Après le succès d'estime de la Bagheera, Matra se devait de réitérer l'essai mais en augmentant encore les qualités de la voiture, tant sur la fiabilité que les performances. Simca-Chrysler qui distribuait la voiture se voyait rachetée par le groupe PSA qui exhumait alors la marque TALBOT. Dans le consortium se trouvait également Matra-Automobiles qui fabriquait également le Rancho. Dans cette phase de mouvement, les ingénieurs concevaient depuis 1976 la remplaçante de la Bagheera : la Murena.

Construite sur un châssis galvanisé sur lequel la carrosserie en matière plastique est collée, la structure à trois places de front était conservée, tant elle était marquée d'originalité et distinguait la marque des autres fabriquants. En revanche la ligne était profondément remaniée, et le résultat est très fluide, tendu. Très fine (un CX d'à peine 0,32), la voiture est tendue vers l'avant comme une flèche grâce à l'absence de moteur à l'avant. Par rapport à la Bagheera, les voies sont élargies et l'empattement agrandi de 6 cm. Les roues migrent vers les angles de la voiture pour lui apporter une meilleure stabilité. L'équilibre est bon grâce au moteur central arrière. Le train arrière à bras tirés suspendus grâce à des ressorts hélicoïdaux et le train avant à double triangulation et barre de torsion horizontale, issu des Talbot 1510 et Solara, offrent une solution peu chère et satisfaisante.
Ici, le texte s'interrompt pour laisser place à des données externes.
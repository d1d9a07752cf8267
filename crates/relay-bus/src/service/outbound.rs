//! Outgoing commands and events.

use relay_telemetry::{LOCAL_DISPATCHES, MESSAGES_SENT};
use relay_types::{Command, Event, Message, OriginatorInfo, Peer, TransportMessage};
use std::sync::Arc;
use tracing::{debug, warn};

use super::core::{Bus, BusInner, BusState};
use super::pending::SendCompletion;
use crate::dispatch::MessageDispatch;
use crate::errors::BusError;

impl Bus {
    /// Send a command to the peer(s) handling its type.
    ///
    /// The completion resolves once the command was handled locally, or once
    /// a remote peer acknowledged it. Fails with [`BusError::NoPeerFound`]
    /// when nobody handles the command.
    pub fn send<C: Command>(&self, command: C) -> Result<SendCompletion, BusError> {
        self.inner.send_message(Arc::new(command), None)
    }

    /// Send a command to `peer`, bypassing the directory.
    pub fn send_to<C: Command>(&self, command: C, peer: Peer) -> Result<SendCompletion, BusError> {
        self.inner.send_message(Arc::new(command), Some(peer))
    }

    /// Publish an event to every peer handling its type. Fire-and-forget.
    pub fn publish<E: Event>(&self, event: E) -> Result<(), BusError> {
        self.inner.publish_message(Arc::new(event))
    }
}

impl BusInner {
    /// The local peer and environment, if the bus accepts outgoing messages.
    ///
    /// Handlers draining during a stop may still send.
    fn sender(&self) -> Result<(Peer, Option<String>), BusError> {
        if !matches!(self.state(), BusState::Started | BusState::Stopping) {
            return Err(BusError::NotRunning);
        }
        let identity = self.identity.read();
        let self_peer = identity.self_peer.clone().ok_or(BusError::NotRunning)?;
        Ok((self_peer, identity.environment.clone()))
    }

    fn create_envelope(
        &self,
        message: &dyn Message,
        sender: &Peer,
        environment: Option<String>,
    ) -> Result<TransportMessage, BusError> {
        let content = self.codec.serialize(message)?;
        Ok(TransportMessage::new(
            self.id_generator.next_id(),
            message.message_type_id(),
            content,
            OriginatorInfo::new(sender, environment),
        ))
    }

    fn send_message(
        &self,
        message: Arc<dyn Message>,
        explicit_target: Option<Peer>,
    ) -> Result<SendCompletion, BusError> {
        let (self_peer, environment) = self.sender()?;
        let envelope = self.create_envelope(message.as_ref(), &self_peer, environment)?;

        let peers = match explicit_target {
            Some(peer) => vec![peer],
            None => self
                .directory
                .get_peers_handling_message(&envelope.message_type_id),
        };
        if peers.is_empty() {
            warn!(
                message_id = %envelope.id,
                message_type = %envelope.message_type_id,
                "No peer handles command"
            );
            return Err(BusError::NoPeerFound {
                message_type: envelope.message_type_id,
            });
        }

        let envelope = envelope.with_targets(&peers);
        let message_id = envelope.id;
        let completion = self.pending.register(message_id);
        MESSAGES_SENT.with_label_values(&["command"]).inc();

        if self.is_local_dispatch_enabled && peers.iter().any(|p| p.id == self_peer.id) {
            debug!(
                message_id = %message_id,
                message_type = %envelope.message_type_id,
                "Dispatching command locally"
            );
            let pending = Arc::clone(&self.pending);
            let dispatch = MessageDispatch::new(Some(message), envelope, true).with_continuation(
                move |result| {
                    pending.resolve(message_id, result.to_command_result());
                },
            );
            self.dispatch_locally(dispatch);
            return Ok(completion);
        }

        debug!(
            message_id = %message_id,
            message_type = %envelope.message_type_id,
            targets = ?envelope.target_peer_ids,
            "Sending command"
        );
        if let Err(error) = self.transport.send(&envelope, &peers) {
            self.pending.remove(&message_id);
            return Err(error.into());
        }
        Ok(completion)
    }

    pub(super) fn publish_message(&self, message: Arc<dyn Message>) -> Result<(), BusError> {
        let (self_peer, environment) = self.sender()?;
        let envelope = self.create_envelope(message.as_ref(), &self_peer, environment)?;

        let peers = self
            .directory
            .get_peers_handling_message(&envelope.message_type_id);
        if peers.is_empty() {
            debug!(
                message_id = %envelope.id,
                message_type = %envelope.message_type_id,
                "No peer handles event"
            );
            return Ok(());
        }
        MESSAGES_SENT.with_label_values(&["event"]).inc();

        let remote_peers: Vec<Peer> =
            if self.is_local_dispatch_enabled && peers.iter().any(|p| p.id == self_peer.id) {
                let message_id = envelope.id;
                let dispatch = MessageDispatch::new(Some(message), envelope.clone(), true)
                    .with_continuation(move |result| {
                        if !result.is_success() {
                            warn!(
                                message_id = %message_id,
                                errors = result.errors.len(),
                                "Local event handlers failed"
                            );
                        }
                    });
                self.dispatch_locally(dispatch);
                peers.into_iter().filter(|p| p.id != self_peer.id).collect()
            } else {
                peers
            };

        if remote_peers.is_empty() {
            return Ok(());
        }
        debug!(
            message_id = %envelope.id,
            message_type = %envelope.message_type_id,
            targets = remote_peers.len(),
            "Publishing event"
        );
        self.transport.send(&envelope, &remote_peers)?;
        Ok(())
    }

    pub(super) fn dispatch_locally(&self, dispatch: MessageDispatch) -> Arc<MessageDispatch> {
        LOCAL_DISPATCHES.inc();
        let dispatch = Arc::new(dispatch);
        self.dispatcher.dispatch(Arc::clone(&dispatch));
        dispatch
    }
}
Reste à trouver un moteur.

C'est là que le bât blesse. Un accord entre Peugeot et Renault à l'époque porte sur une société appelée "Française de Mécanique" qui vient de concevoir un moteur 2 litres tout alu qui devrait fournir plus de 100 chevaux. Prévu pour équiper la Renault 20, la Peugeot 505 et la Citroën CX, il serait parfait pour la Murena. Mais Renault a déjà prévu d'en équiper la future Fuego qui sera directement concurrente. Le veto est mis sur cette association. Matra se tourne alors vers la banque d'organes de Chrysler, et réalèse le moteur de la Chrysler 2 litres (voir ici la Chrysler 180) à 2,2 litres et en tire 118 chevaux. Les performances sont nettement supérieures à celles de la Bagheera. Cependant l'état-major de PSA réclame un modèle d'accès et le 1600 de 92 chevaux d'origine Chrysler est repris. C'est même cette version qui sera commercialisée en premier. Elle ne dispose que de 2 chevaux de mieux que la Bagheera, mais grâce à une boite 5 rapports contre 4 à sa devancière, la Murena se montre à son avantage, sauf en reprises.

Extérieurement, rien ne permet de différencier une Murena 1600 d'une Murena 2,2 litres sauf les autocollants en bas du montant des portes. Les Murena 2,2 litres sont équipées de jantes alliage spécifique, mais qui sont également disponibles sur la 1600 en option et qui ont souvent été retenues par les acquéreurs (notre modèle).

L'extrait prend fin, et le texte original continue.